* **Required action**
Pick the lines holding the string "product" out of the records and copy them.

══ Dataset ══

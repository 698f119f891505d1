//! # Witnesscalc Graph Module
//!
//! Reading and writing the `graph.bin` files emitted by circom-witnesscalc's `build-circuit`.
//!
//! ## Layout
//!
//! 1. magic `wtns.graph.001`
//! 2. `u64` node count
//! 3. one length delimited protobuf `Node` message per node
//! 4. a length delimited protobuf `GraphMetadata` message
//! 5. `u64` offset of the metadata message
//!
//! Constants are little endian integers in standard form. Input slot 0 holds the constant one, as
//! in this crate's own layout.

use std::collections::BTreeMap;

use ark_ff::{BigInteger, PrimeField};
use byteorder::{LittleEndian, ReadBytesExt};
use prost::Message;
use tracing::debug;

use super::{
  field_from_le_bytes, field_n8,
  graph::{Graph, InputSignal, Node, Operation, TresOperation, UnoOperation},
};
use crate::errors::ProofError;

pub(crate) const WITNESSCALC_MAGIC: &[u8] = b"wtns.graph.001";

/// Protobuf messages of the `circom_witnesscalc.proto` package.
mod proto {
  use std::collections::BTreeMap;

  #[derive(Clone, PartialEq, prost::Message)]
  pub struct BigUInt {
    #[prost(bytes = "vec", tag = "1")]
    pub value_le: Vec<u8>,
  }

  #[derive(Clone, Copy, PartialEq, prost::Message)]
  pub struct InputNode {
    #[prost(uint32, tag = "1")]
    pub idx: u32,
  }

  #[derive(Clone, PartialEq, prost::Message)]
  pub struct ConstantNode {
    #[prost(message, optional, tag = "1")]
    pub value: Option<BigUInt>,
  }

  #[derive(Clone, Copy, PartialEq, prost::Message)]
  pub struct UnoOpNode {
    #[prost(int32, tag = "1")]
    pub op:    i32,
    #[prost(uint32, tag = "2")]
    pub a_idx: u32,
  }

  #[derive(Clone, Copy, PartialEq, prost::Message)]
  pub struct DuoOpNode {
    #[prost(int32, tag = "1")]
    pub op:    i32,
    #[prost(uint32, tag = "2")]
    pub a_idx: u32,
    #[prost(uint32, tag = "3")]
    pub b_idx: u32,
  }

  #[derive(Clone, Copy, PartialEq, prost::Message)]
  pub struct TresOpNode {
    #[prost(int32, tag = "1")]
    pub op:    i32,
    #[prost(uint32, tag = "2")]
    pub a_idx: u32,
    #[prost(uint32, tag = "3")]
    pub b_idx: u32,
    #[prost(uint32, tag = "4")]
    pub c_idx: u32,
  }

  #[derive(Clone, PartialEq, prost::Message)]
  pub struct Node {
    #[prost(oneof = "node::Kind", tags = "1, 2, 3, 4, 5")]
    pub node: Option<node::Kind>,
  }

  pub mod node {
    #[derive(Clone, PartialEq, prost::Oneof)]
    pub enum Kind {
      #[prost(message, tag = "1")]
      Input(super::InputNode),
      #[prost(message, tag = "2")]
      Constant(super::ConstantNode),
      #[prost(message, tag = "3")]
      UnoOp(super::UnoOpNode),
      #[prost(message, tag = "4")]
      DuoOp(super::DuoOpNode),
      #[prost(message, tag = "5")]
      TresOp(super::TresOpNode),
    }
  }

  #[derive(Clone, Copy, PartialEq, prost::Message)]
  pub struct SignalDescription {
    #[prost(uint32, tag = "1")]
    pub offset: u32,
    #[prost(uint32, tag = "2")]
    pub len:    u32,
  }

  #[derive(Clone, PartialEq, prost::Message)]
  pub struct GraphMetadata {
    #[prost(uint32, repeated, tag = "1")]
    pub witness_signals: Vec<u32>,
    #[prost(btree_map = "string, message", tag = "2")]
    pub inputs:          BTreeMap<String, SignalDescription>,
  }
}

fn parse_error(message: String) -> ProofError { ProofError::GraphParse(message) }

fn op_code<T>(index: usize, code: i32, from_code: fn(u8) -> Option<T>) -> Result<T, ProofError> {
  u8::try_from(code)
    .ok()
    .and_then(from_code)
    .ok_or_else(|| parse_error(format!("node {index} has unknown operation {code}")))
}

fn node_from_proto<F: PrimeField>(index: usize, node: proto::Node) -> Result<Node<F>, ProofError> {
  use proto::node::Kind;

  let kind = node.node.ok_or_else(|| parse_error(format!("node {index} is empty")))?;
  Ok(match kind {
    Kind::Input(input) => Node::Input(input.idx as usize),
    Kind::Constant(constant) => {
      let value = constant
        .value
        .ok_or_else(|| parse_error(format!("constant node {index} has no value")))?
        .value_le;
      if value.len() > field_n8::<F>() {
        return Err(parse_error(format!("constant node {index} is {} bytes wide", value.len())));
      }
      let value = field_from_le_bytes(&value)
        .ok_or_else(|| parse_error(format!("constant node {index} is not canonical")))?;
      Node::Constant(value)
    },
    Kind::UnoOp(op) =>
      Node::UnoOp(op_code(index, op.op, UnoOperation::from_code)?, op.a_idx as usize),
    Kind::DuoOp(op) => Node::Op(
      op_code(index, op.op, Operation::from_code)?,
      op.a_idx as usize,
      op.b_idx as usize,
    ),
    Kind::TresOp(op) => Node::TresOp(
      op_code(index, op.op, TresOperation::from_code)?,
      op.a_idx as usize,
      op.b_idx as usize,
      op.c_idx as usize,
    ),
  })
}

fn node_to_proto<F: PrimeField>(index: usize, node: &Node<F>) -> Result<proto::Node, ProofError> {
  use proto::node::Kind;

  let kind = match node {
    Node::Input(slot) => Kind::Input(proto::InputNode { idx: *slot as u32 }),
    Node::Constant(value) => Kind::Constant(proto::ConstantNode {
      value: Some(proto::BigUInt { value_le: value.into_bigint().to_bytes_le() }),
    }),
    Node::UnoOp(op, a) => Kind::UnoOp(proto::UnoOpNode { op: op.code() as i32, a_idx: *a as u32 }),
    Node::Op(op, a, b) =>
      Kind::DuoOp(proto::DuoOpNode { op: op.code() as i32, a_idx: *a as u32, b_idx: *b as u32 }),
    Node::TresOp(op, a, b, c) => Kind::TresOp(proto::TresOpNode {
      op:    op.code() as i32,
      a_idx: *a as u32,
      b_idx: *b as u32,
      c_idx: *c as u32,
    }),
    Node::Assert(..) =>
      return Err(parse_error(format!("assertion node {index} has no witnesscalc encoding"))),
  };
  Ok(proto::Node { node: Some(kind) })
}

/// Decodes and validates a circom-witnesscalc `graph.bin`.
pub(crate) fn read_witnesscalc_graph<F: PrimeField>(data: &[u8]) -> Result<Graph<F>, ProofError> {
  let mut rest = data
    .strip_prefix(WITNESSCALC_MAGIC)
    .ok_or_else(|| parse_error("invalid magic, expected \"wtns.graph.001\"".to_string()))?;
  let num_nodes = rest
    .read_u64::<LittleEndian>()
    .map_err(|_| parse_error("truncated node count".to_string()))?;

  // Every node takes at least its length prefix, which bounds the allocation on corrupt counts
  if num_nodes > rest.len() as u64 {
    return Err(parse_error(format!("file too small for {num_nodes} nodes")));
  }
  let mut nodes = Vec::with_capacity(num_nodes as usize);
  for index in 0..num_nodes as usize {
    let node = proto::Node::decode_length_delimited(&mut rest)
      .map_err(|e| parse_error(format!("node {index}: {e}")))?;
    nodes.push(node_from_proto(index, node)?);
  }

  let metadata = proto::GraphMetadata::decode_length_delimited(&mut rest)
    .map_err(|e| parse_error(format!("graph metadata: {e}")))?;
  // The trailing metadata offset is optional
  if !rest.is_empty() && rest.len() != 8 {
    return Err(parse_error(format!("{} trailing bytes after the metadata", rest.len())));
  }

  let witness_signals = metadata.witness_signals.iter().map(|signal| *signal as usize).collect();
  let inputs: BTreeMap<String, InputSignal> = metadata
    .inputs
    .into_iter()
    .map(|(name, signal)| {
      (name, InputSignal { offset: signal.offset as usize, len: signal.len as usize })
    })
    .collect();
  let num_input_slots =
    inputs.values().map(|signal| signal.offset + signal.len).max().unwrap_or(1).max(1);

  let graph = Graph::new(nodes, witness_signals, inputs, num_input_slots)?;
  debug!(
    "parsed witnesscalc graph with {} nodes, {} witness signals and {} inputs",
    graph.nodes.len(),
    graph.witness_len(),
    graph.inputs.len()
  );
  Ok(graph)
}

impl<F: PrimeField> Graph<F> {
  /// Serializes the graph in the circom-witnesscalc `graph.bin` layout.
  ///
  /// Assertion nodes have no counterpart in that layout and make this fail with `GraphParse`.
  pub fn to_witnesscalc_bytes(&self) -> Result<Vec<u8>, ProofError> {
    let mut out = WITNESSCALC_MAGIC.to_vec();
    out.extend_from_slice(&(self.nodes.len() as u64).to_le_bytes());
    for (index, node) in self.nodes.iter().enumerate() {
      out.extend_from_slice(&node_to_proto(index, node)?.encode_length_delimited_to_vec());
    }

    let metadata_offset = out.len() as u64;
    let metadata = proto::GraphMetadata {
      witness_signals: self.witness_signals.iter().map(|signal| *signal as u32).collect(),
      inputs:          self
        .inputs
        .iter()
        .map(|(name, signal)| {
          let description =
            proto::SignalDescription { offset: signal.offset as u32, len: signal.len as u32 };
          (name.clone(), description)
        })
        .collect(),
    };
    out.extend_from_slice(&metadata.encode_length_delimited_to_vec());
    out.extend_from_slice(&metadata_offset.to_le_bytes());
    Ok(out)
  }
}

#[cfg(test)]
mod tests {
  use ark_bn254::Fr;

  use super::*;
  use crate::circom::{witness::evaluate, GraphBuilder};

  /// `out = a * b + 5` encoded by hand: four input and op nodes, a one byte constant and the
  /// metadata mapping `a` and `b` to slots 1 and 2.
  #[rustfmt::skip]
  const FIXTURE: &[u8] = &[
    b'w', b't', b'n', b's', b'.', b'g', b'r', b'a', b'p', b'h', b'.', b'0', b'0', b'1',
    6, 0, 0, 0, 0, 0, 0, 0,
    // Input(0), Input(1), Input(2)
    0x02, 0x0a, 0x00,
    0x04, 0x0a, 0x02, 0x08, 0x01,
    0x04, 0x0a, 0x02, 0x08, 0x02,
    // Mul(1, 2)
    0x06, 0x22, 0x04, 0x10, 0x01, 0x18, 0x02,
    // Constant(5)
    0x07, 0x12, 0x05, 0x0a, 0x03, 0x0a, 0x01, 0x05,
    // Add(3, 4)
    0x08, 0x22, 0x06, 0x08, 0x02, 0x10, 0x03, 0x18, 0x04,
    // witness [0, 5, 1, 2], inputs {a: (1, 1), b: (2, 1)}
    0x1c, 0x0a, 0x04, 0x00, 0x05, 0x01, 0x02,
    0x12, 0x09, 0x0a, 0x01, b'a', 0x12, 0x04, 0x08, 0x01, 0x10, 0x01,
    0x12, 0x09, 0x0a, 0x01, b'b', 0x12, 0x04, 0x08, 0x02, 0x10, 0x01,
    59, 0, 0, 0, 0, 0, 0, 0,
  ];

  #[test]
  #[tracing_test::traced_test]
  fn test_reads_witnesscalc_fixture() {
    let graph = Graph::<Fr>::try_from(FIXTURE).unwrap();
    assert_eq!(graph.nodes, vec![
      Node::Input(0),
      Node::Input(1),
      Node::Input(2),
      Node::Op(Operation::Mul, 1, 2),
      Node::Constant(Fr::from(5u64)),
      Node::Op(Operation::Add, 3, 4),
    ]);
    assert_eq!(graph.witness_signals, vec![0, 5, 1, 2]);
    assert_eq!(graph.inputs["b"], InputSignal { offset: 2, len: 1 });
    assert_eq!(graph.num_input_slots, 3);

    let buffer = [1u64, 3, 4].map(Fr::from);
    let witness = evaluate(&graph, &buffer).unwrap();
    assert_eq!(witness, [1u64, 17, 3, 4].map(Fr::from).to_vec());
  }

  #[test]
  fn test_metadata_may_end_the_file() {
    let graph = Graph::<Fr>::try_from(&FIXTURE[..FIXTURE.len() - 8]).unwrap();
    assert_eq!(graph.witness_len(), 4);
  }

  #[test]
  fn test_witnesscalc_bytes_round_trip() {
    let mut builder = GraphBuilder::<Fr>::new();
    let one = builder.one();
    let x = builder.input("x", 2);
    let product = builder.op(Operation::Mul, x[0], x[1]);
    let neg = builder.uno(UnoOperation::Neg, product);
    let big = builder.constant(-Fr::from(1u64));
    let sel = builder.tres(TresOperation::TernCond, x[0], neg, big);
    builder.witness(one).witness(sel).witness(x[0]).witness(x[1]);
    let graph = builder.build().unwrap();

    let bytes = graph.to_witnesscalc_bytes().unwrap();
    assert!(bytes.starts_with(WITNESSCALC_MAGIC));
    assert_eq!(Graph::<Fr>::try_from(&bytes[..]).unwrap(), graph);
  }

  #[test]
  fn test_assertions_cannot_be_written() {
    let mut builder = GraphBuilder::<Fr>::new();
    let a = builder.input("a", 1)[0];
    let checked = builder.assert_eq(a, a);
    builder.witness(checked);
    let err = builder.build().unwrap().to_witnesscalc_bytes().unwrap_err();
    assert!(matches!(err, ProofError::GraphParse(_)));
  }

  #[test]
  fn test_rejects_malformed_witnesscalc_graphs() {
    for len in [3, WITNESSCALC_MAGIC.len() + 4, 30, 60, FIXTURE.len() - 4] {
      let err = Graph::<Fr>::try_from(&FIXTURE[..len]).unwrap_err();
      assert!(matches!(err, ProofError::GraphParse(_)), "prefix of {len} bytes");
    }

    // Mul(1, 2) becomes operation 42
    let mut unknown_op = FIXTURE.to_vec();
    unknown_op.splice(38..38, [0x08, 42]);
    unknown_op[37] += 2;
    unknown_op[35] += 2;
    let err = Graph::<Fr>::try_from(&unknown_op[..]).unwrap_err();
    assert!(matches!(err, ProofError::GraphParse(_)), "{err}");

    // Point input b at slot 1 as well
    let mut unbound = FIXTURE.to_vec();
    let b_offset = unbound.len() - 8 - 3;
    assert_eq!(unbound[b_offset], 0x02);
    unbound[b_offset] = 0x01;
    let err = Graph::<Fr>::try_from(&unbound[..]).unwrap_err();
    assert!(matches!(err, ProofError::GraphParse(_)), "{err}");
  }
}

═══

* **Response**
    let product = builder.op(Operation::Mul, x[0], x[1]);
    let neg = builder.uno(UnoOperation::Neg, product);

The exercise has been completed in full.